Dans le contexte de ce développement, ce sont les philosophes (qui savent organiser leur pensée) contre les artistes (qui sont dans le ressenti, le corps). Bien que les deux manières de penser puissent admirablement se conjuguer, elles se confrontent constamment, et notamment sur le thème de conscience.

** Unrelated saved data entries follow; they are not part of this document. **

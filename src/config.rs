//=========================================================================
// Game Configuration
//=========================================================================
//
// Global game settings, built in code or loaded from TOML.
//
// Every field has a default, so a config file only needs to name the
// settings it changes:
//
// ```toml
// width = 800
// height = 600
// delta = true
// ```
//
//=========================================================================

//=== External Dependencies ===============================================

use std::path::Path;

use log::debug;
use serde::{Deserialize, Serialize};

//=== Internal Dependencies ===============================================

use crate::error::Result;

//=== Constants ===========================================================

/// Time between two prunes of the shape and image caches (ms).
pub const CACHE_PRUNE_INTERVAL: f64 = 8000.0;

//=== GameConfig ==========================================================

/// Settings shared by the whole game.
#[derive(Debug, Clone, PartialEq, Serialize, Deserialize)]
#[serde(default)]
pub struct GameConfig {
    /// Width of the game window in pixels.
    pub width: u32,

    /// Height of the game window in pixels.
    pub height: u32,

    /// Target frame rate. Also the logic thread's tick rate.
    pub fps: f64,

    /// Whether delta timing is used.
    pub delta: bool,

    /// Lowest frame rate delta timing compensates for. Slower frames
    /// are treated as if they ran at this rate.
    pub delta_min: f64,

    /// Highest frame rate allowed when delta timing is on. `None` runs
    /// at `fps`.
    pub delta_max: Option<f64>,

    /// Whether collision events fire. Collision queries work either way.
    pub collision_events_enabled: bool,

    /// Window title. `None` uses the platform default.
    pub window_text: Option<String>,

    /// Default object area width for rooms that don't set one.
    /// `None` uses the game width.
    pub object_area_width: Option<u32>,

    /// Default object area height for rooms that don't set one.
    /// `None` uses the game height.
    pub object_area_height: Option<u32>,

    /// Capacity of the platform → core event channel.
    pub channel_capacity: usize,

    /// How long an unused cached mask or image survives (ms).
    pub cache_life: f64,
}

impl Default for GameConfig {
    fn default() -> Self {
        Self {
            width: 640,
            height: 480,
            fps: 60.0,
            delta: false,
            delta_min: 15.0,
            delta_max: None,
            collision_events_enabled: true,
            window_text: None,
            object_area_width: None,
            object_area_height: None,
            channel_capacity: 128,
            cache_life: 15000.0,
        }
    }
}

impl GameConfig {
    /// Parses a configuration from TOML text.
    pub fn from_toml_str(text: &str) -> Result<Self> {
        let config: Self = toml::from_str(text)?;
        Ok(config)
    }

    /// Loads a configuration file.
    pub fn load(path: impl AsRef<Path>) -> Result<Self> {
        let path = path.as_ref();
        debug!("Loading game config from {}", path.display());
        let text = std::fs::read_to_string(path)?;
        Self::from_toml_str(&text)
    }

    /// Serializes the configuration back to TOML.
    pub fn to_toml_string(&self) -> Result<String> {
        Ok(toml::to_string_pretty(self)?)
    }

    /// Frame rate the loop is paced at.
    ///
    /// With delta timing and a `delta_max`, the game runs as fast as
    /// `delta_max` and slows objects down to compensate.
    pub fn target_fps(&self) -> f64 {
        match (self.delta, self.delta_max) {
            (true, Some(max)) => max,
            _ => self.fps,
        }
    }

    /// Object area size used by rooms that don't set their own.
    pub fn default_object_area(&self) -> (u32, u32) {
        (
            self.object_area_width.unwrap_or(self.width).max(1),
            self.object_area_height.unwrap_or(self.height).max(1),
        )
    }
}

//=========================================================================
// Unit Tests
//=========================================================================

#[cfg(test)]
mod tests {
    use super::*;
    use crate::error::SgeError;

    #[test]
    fn defaults_match_engine_defaults() {
        let config = GameConfig::default();
        assert_eq!((config.width, config.height), (640, 480));
        assert_eq!(config.fps, 60.0);
        assert!(!config.delta);
        assert_eq!(config.delta_min, 15.0);
        assert!(config.collision_events_enabled);
        assert_eq!(config.default_object_area(), (640, 480));
    }

    #[test]
    fn partial_toml_keeps_defaults() {
        let config = GameConfig::from_toml_str("width = 800\ndelta = true\n").unwrap();
        assert_eq!(config.width, 800);
        assert_eq!(config.height, 480);
        assert!(config.delta);
    }

    #[test]
    fn target_fps_uses_delta_max_only_with_delta() {
        let mut config = GameConfig {
            delta_max: Some(240.0),
            ..GameConfig::default()
        };
        assert_eq!(config.target_fps(), 60.0);
        config.delta = true;
        assert_eq!(config.target_fps(), 240.0);
    }

    #[test]
    fn invalid_toml_is_config_error() {
        let err = GameConfig::from_toml_str("width = \"wide\"").unwrap_err();
        assert!(matches!(err, SgeError::Config(_)));
    }

    #[test]
    fn toml_output_parses_back() {
        let config = GameConfig {
            window_text: Some("Pong".to_string()),
            object_area_width: Some(128),
            ..GameConfig::default()
        };
        let text = config.to_toml_string().unwrap();
        assert_eq!(GameConfig::from_toml_str(&text).unwrap(), config);
    }
}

La conscience des artistes
La conscience telle que nous, danseurs, la connaissons n’est autre que la perception des sensations à la manière de la méditation en pleine conscience. C’est un état de conscience totale de notre corps, de nos sensations, de l’espace sonore, du champ visuel et encore bien plus tels que les flux d’énergie, la connexion à notre âme et à l’âme du monde… C’est la conscience des artistes : la perception du monde en images et en sensations. À l’opposé, la conscience des philosophes s’attache à des concepts abstraits, des théories. Pour eux, la conscience est une mise à distance, une prise de recul d’où vient l’expression “prendre conscience”. L’Homme n’est pas comme un objet posé dans le monde mais il se rapporte au monde, il l’analyse, il le pense et il s’y projette. C’est une conscience vivante, en rapport avec l’humain et la respiration contre une conscience froide et observatrice (du moins je le perçois ainsi).

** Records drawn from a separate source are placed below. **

//=========================================================================
// Rooms
//=========================================================================
//
// A room is a level or screen: its size, views, background and the
// objects living in it.
//
// Architecture:
//   Room<R>
//     ├─ objects: HashMap<ObjectId, Object<R>>   (+ order: insertion order)
//     ├─ areas: ObjectAreas                      (spatial grid)
//     ├─ masks: MaskCache                        (collision masks)
//     ├─ lifecycle: LifecycleQueue               (pending create/destroy)
//     └─ handler: Box<dyn RoomHandler<R>>        (room events)
//
// Flow:
//   add(obj) ──> Create queued ──> fired by the game once the room runs
//   remove(id) ──> Destroy queued (running room only)
//
// Object areas are refreshed lazily: every object handed out mutably is
// marked dirty and re-registered before the next spatial query.
//
//=========================================================================

//=== External Dependencies ===============================================

use std::collections::{HashMap, HashSet};
use std::sync::Arc;

use log::{debug, warn};

//=== Internal Dependencies ===============================================

use crate::config::GameConfig;
use crate::core::alarms::Alarms;
use crate::core::collision::MaskCache;
use crate::core::game::RoomHandler;
use crate::core::gfx::{Background, Color, DrawCommand, Font, Pixmap, ShapeStyle, Sprite, TextStyle};
use crate::core::object::{Object, ObjectId, ObjectState};

//=== Module Declarations =================================================

mod lifecycle;
mod object_areas;
pub(crate) mod render;
mod room_manager;
mod view;

//=== Public API ==========================================================

pub use room_manager::RoomKey;
pub use view::View;

pub(crate) use lifecycle::{Lifecycle, LifecycleQueue};
pub(crate) use object_areas::ObjectAreas;
pub(crate) use room_manager::RoomManager;

//=== Room ================================================================

/// A level or screen of the game.
pub struct Room<R: RoomKey> {
    width: f64,
    height: f64,
    views: Vec<View>,

    pub background: Background,

    /// Offset of the background relative to the room.
    pub background_x: f64,
    pub background_y: f64,

    pub alarms: Alarms,

    object_area_size: Option<(f64, f64)>,

    pub(crate) objects: HashMap<ObjectId, Object<R>>,
    pub(crate) order: Vec<ObjectId>,
    pub(crate) areas: ObjectAreas,
    pub(crate) masks: MaskCache,
    pub(crate) lifecycle: LifecycleQueue<R>,
    pub(crate) handler: Option<Box<dyn RoomHandler<R>>>,

    /// Objects whose state may have moved since areas were refreshed.
    dirty: HashSet<ObjectId>,

    /// Objects currently running one of their hooks, outside the map.
    detached: HashSet<ObjectId>,

    /// Removal requested for a detached object.
    doomed: HashSet<ObjectId>,

    projections: Vec<DrawCommand>,

    /// Whether this is the game's current room.
    pub(crate) current: bool,

    /// Whether the room has started at least once.
    pub(crate) started: bool,
}

impl<R: RoomKey> Room<R> {
    //--- Construction -----------------------------------------------------

    /// An empty room of the given size with a black background.
    ///
    /// Until registered with a game, object areas span the whole room
    /// and views have no size.
    pub fn new(width: f64, height: f64) -> Self {
        Self {
            width,
            height,
            views: Vec::new(),
            background: Background::default(),
            background_x: 0.0,
            background_y: 0.0,
            alarms: Alarms::new(),
            object_area_size: None,
            objects: HashMap::new(),
            order: Vec::new(),
            areas: ObjectAreas::new(width, height, width, height),
            masks: MaskCache::new(GameConfig::default().cache_life),
            lifecycle: LifecycleQueue::new(),
            handler: None,
            dirty: HashSet::new(),
            detached: HashSet::new(),
            doomed: HashSet::new(),
            projections: Vec::new(),
            current: false,
            started: false,
        }
    }

    pub fn with_views(mut self, views: Vec<View>) -> Self {
        self.views = Vec::new();
        for view in views {
            self.add_view(view);
        }
        self
    }

    pub fn with_background(mut self, background: Background) -> Self {
        self.background = background;
        self
    }

    /// Sets the cell size of the collision grid.
    pub fn with_object_area_size(mut self, width: f64, height: f64) -> Self {
        self.object_area_size = Some((width, height));
        self.rebuild_areas();
        self
    }

    pub fn with_handler(mut self, handler: impl RoomHandler<R>) -> Self {
        self.handler = Some(Box::new(handler));
        self
    }

    /// Adds an object, builder style.
    pub fn with_object(mut self, object: Object<R>) -> Self {
        self.add(object);
        self
    }

    /// Applies game-wide defaults once the room is registered.
    pub(crate) fn resolve(&mut self, config: &GameConfig) {
        if self.object_area_size.is_none() {
            let (w, h) = config.default_object_area();
            self.object_area_size = Some((w as f64, h as f64));
            self.rebuild_areas();
        }
        self.masks = MaskCache::new(config.cache_life);
        if self.views.is_empty() {
            self.add_view(View::new(0.0, 0.0));
        }
        let (gw, gh) = (config.width as f64, config.height as f64);
        for view in &mut self.views {
            view.resolve(gw, gh);
        }
    }

    //--- Size & Views -----------------------------------------------------

    pub fn width(&self) -> f64 {
        self.width
    }

    pub fn height(&self) -> f64 {
        self.height
    }

    /// Resizes the room, rebuilding the object areas and keeping views
    /// inside it.
    pub fn set_size(&mut self, width: f64, height: f64) {
        self.width = width;
        self.height = height;
        self.rebuild_areas();
        for view in &mut self.views {
            view.set_bounds(width, height);
        }
    }

    pub fn views(&self) -> &[View] {
        &self.views
    }

    pub fn views_mut(&mut self) -> &mut [View] {
        &mut self.views
    }

    pub fn add_view(&mut self, mut view: View) {
        view.set_bounds(self.width, self.height);
        self.views.push(view);
    }

    pub fn remove_view(&mut self, index: usize) -> Option<View> {
        (index < self.views.len()).then(|| self.views.remove(index))
    }

    //--- Objects ----------------------------------------------------------

    /// Adds an object. Its create event fires once the room is running.
    pub fn add(&mut self, object: Object<R>) -> ObjectId {
        let id = object.id();
        if self.objects.contains_key(&id) || self.detached.contains(&id) {
            warn!("Object {:?} is already in this room", id);
            return id;
        }
        self.areas.update(id, object.state.area_rect());
        self.objects.insert(id, object);
        self.order.push(id);
        self.lifecycle.push(Lifecycle::Create(id));
        id
    }

    /// Removes an object. Its destroy event fires if the room is
    /// running and its create event already fired.
    pub fn remove(&mut self, id: ObjectId) -> bool {
        if self.detached.contains(&id) {
            self.doomed.insert(id);
            return true;
        }
        let Some(object) = self.objects.remove(&id) else {
            debug!("Object {:?} not found in room, skipping removal", id);
            return false;
        };
        self.forget(id);
        let never_created = self.lifecycle.cancel_create(id);
        if self.current && !never_created {
            self.lifecycle.push(Lifecycle::Destroy(object));
        }
        true
    }

    fn forget(&mut self, id: ObjectId) {
        self.order.retain(|o| *o != id);
        self.areas.remove(id);
        self.dirty.remove(&id);
    }

    pub fn contains(&self, id: ObjectId) -> bool {
        self.objects.contains_key(&id)
    }

    pub fn len(&self) -> usize {
        self.order.len()
    }

    pub fn is_empty(&self) -> bool {
        self.order.is_empty()
    }

    /// Ids of all objects, in the order they were added.
    pub fn object_ids(&self) -> Vec<ObjectId> {
        self.order.clone()
    }

    pub fn object(&self, id: ObjectId) -> Option<&ObjectState> {
        self.objects.get(&id).map(|o| &o.state)
    }

    pub fn object_mut(&mut self, id: ObjectId) -> Option<&mut ObjectState> {
        let object = self.objects.get_mut(&id)?;
        self.dirty.insert(id);
        Some(&mut object.state)
    }

    /// All objects in insertion order.
    pub fn objects(&self) -> impl Iterator<Item = &ObjectState> + '_ {
        self.order
            .iter()
            .filter_map(move |id| self.objects.get(id).map(|o| &o.state))
    }

    /// Objects registered in an object area the rectangle touches.
    /// This is a broad phase; use the collision queries for exact
    /// overlap.
    pub fn objects_at(&mut self, x: f64, y: f64, width: f64, height: f64) -> Vec<ObjectId> {
        self.refresh_areas();
        self.areas
            .query(x, y, width, height)
            .into_iter()
            .filter(|id| self.objects.contains_key(id))
            .collect()
    }

    //--- Object Areas -----------------------------------------------------

    fn rebuild_areas(&mut self) {
        let (aw, ah) = self.object_area_size.unwrap_or((self.width, self.height));
        self.areas = ObjectAreas::new(self.width, self.height, aw, ah);
        for (id, object) in &self.objects {
            self.areas.update(*id, object.state.area_rect());
        }
        self.dirty.clear();
    }

    /// Re-registers every object touched since the last refresh.
    pub(crate) fn refresh_areas(&mut self) {
        for id in std::mem::take(&mut self.dirty) {
            if let Some(object) = self.objects.get(&id) {
                self.areas.update(id, object.state.area_rect());
            }
        }
    }

    pub(crate) fn reset_areas(&mut self) {
        self.rebuild_areas();
    }

    //--- Dispatch ---------------------------------------------------------

    /// Takes an object out of the map while one of its hooks runs.
    pub(crate) fn detach(&mut self, id: ObjectId) -> Option<Object<R>> {
        let object = self.objects.remove(&id)?;
        self.detached.insert(id);
        Some(object)
    }

    /// Puts a detached object back, or queues its destroy event if it
    /// was destroyed meanwhile.
    pub(crate) fn restore(&mut self, object: Object<R>) {
        let id = object.id();
        self.detached.remove(&id);
        let doomed = self.doomed.remove(&id) || object.state.is_destroyed();

        if doomed {
            self.forget(id);
            let never_created = self.lifecycle.cancel_create(id);
            if self.current && !never_created {
                self.lifecycle.push(Lifecycle::Destroy(object));
            }
        } else {
            self.objects.insert(id, object);
            self.dirty.insert(id);
        }
    }

    /// Queues removal of objects destroyed through `object_mut`.
    pub(crate) fn collect_destroyed(&mut self) {
        let doomed: Vec<ObjectId> = self
            .order
            .iter()
            .copied()
            .filter(|id| self.objects.get(id).is_some_and(|o| o.state.is_destroyed()))
            .collect();
        for id in doomed {
            self.remove(id);
        }
    }

    //--- Projections ------------------------------------------------------

    /// Draws an image in the room for the current frame only.
    pub fn project(&mut self, command: DrawCommand) {
        self.projections.push(command);
    }

    pub fn project_dot(&mut self, x: f64, y: f64, z: f64, color: Color) {
        self.project(DrawCommand::dot(x, y, z, color));
    }

    #[allow(clippy::too_many_arguments)]
    pub fn project_line(&mut self, x1: f64, y1: f64, x2: f64, y2: f64, z: f64, color: Color, thickness: u32) {
        self.project(DrawCommand::line(x1, y1, x2, y2, z, color, thickness));
    }

    pub fn project_rectangle(&mut self, x: f64, y: f64, z: f64, width: f64, height: f64, style: ShapeStyle) {
        self.project(DrawCommand::rectangle(x, y, z, width, height, style));
    }

    pub fn project_ellipse(&mut self, x: f64, y: f64, z: f64, width: f64, height: f64, style: ShapeStyle) {
        self.project(DrawCommand::ellipse(x, y, z, width, height, style));
    }

    pub fn project_circle(&mut self, x: f64, y: f64, z: f64, radius: f64, style: ShapeStyle) {
        self.project(DrawCommand::circle(x, y, z, radius, style));
    }

    pub fn project_polygon(&mut self, points: &[(f64, f64)], z: f64, style: ShapeStyle) {
        self.project(DrawCommand::polygon(points, z, style));
    }

    pub fn project_sprite(&mut self, sprite: &Sprite, frame: usize, x: f64, y: f64, z: f64) {
        self.project(DrawCommand::sprite(sprite, frame, x, y, z));
    }

    pub fn project_text(&mut self, font: &Font, text: &str, x: f64, y: f64, z: f64, style: &TextStyle) {
        self.project(DrawCommand::text(font, text, x, y, z, style));
    }

    pub fn project_pixmap(&mut self, pixmap: Pixmap, x: f64, y: f64, z: f64) {
        self.project(DrawCommand::new(Arc::new(pixmap), x, y, z));
    }

    pub(crate) fn projections(&self) -> &[DrawCommand] {
        &self.projections
    }

    pub(crate) fn clear_projections(&mut self) {
        self.projections.clear();
    }

    //--- Status -----------------------------------------------------------

    /// Whether this room is the one the game is running.
    pub fn is_current(&self) -> bool {
        self.current
    }

    pub fn has_started(&self) -> bool {
        self.started
    }
}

Pour donner un sens à la danse, les images, les sensations et les concepts doivent être mixés dans le mouvement. Il faut comprendre le mouvement pour l’initier et enfin le sentir. Sinon, le mouvement n’est qu’esthétique et on tombe dans le domaine de l’apparence et du jugement. Laissez-moi vous expliquer.
Le processus de création artistique
Toute oeuvre d’art, avant d’être matérialisée, existe et se développe dans l’âme de l’artiste. Il y a bien plus à une sculpture qu’une forme esthétique, il y a une vraie profondeur qui est pensée par l’artiste. Dans le processus de création d’une pièce, le chorégraphe raconte une histoire, ou développe un sentiment ou un concept. Un enchaînement, avant d’être chorégraphié, est pensé. Un même mouvement dansé dans dix pièces différentes sera différent dans chacune d’elles. Il faut d’abord le comprendre pour le danser justement. Il faut être clair dans son esprit sur ce que raconte le mouvement de manière à ne pas l’exécuter uniquement avec le corps. Il faut s’imprégner de sa couleur, de son intensité, de sa vitesse, de sa densité pour raconter la chose le plus justement possible.
Ce processus fait appel à la conscience de l’esprit, tout comme un autre aspect de la danse qui est l’interprétation. Quand on danse une pièce, on la vit. On vibre à la fréquence d’une émotion. Tout son corps doit être traversé par l’énergie de la pièce et doit être transmise au spectateur. C’est ce qui unit un groupe. Si tous les membres du groupe vivent la même chose, le spectateur est transporté dans le monde du chorégraphe et passe un moment incroyable. A l’inverse, une pièce uniquement esthétique même si elle impressionne visuellement ne transmet pas la même chose et est beaucoup moins subtile. C’est ce qui fait de la Joconde ce qu’elle est, avec son regard mystérieux et profond qui transmet une atmosphère si particulière. Tous les visiteurs du musée sont submergés par un sentiment de gêne envers ce personnage à l’histoire uniquement connue par Léonard…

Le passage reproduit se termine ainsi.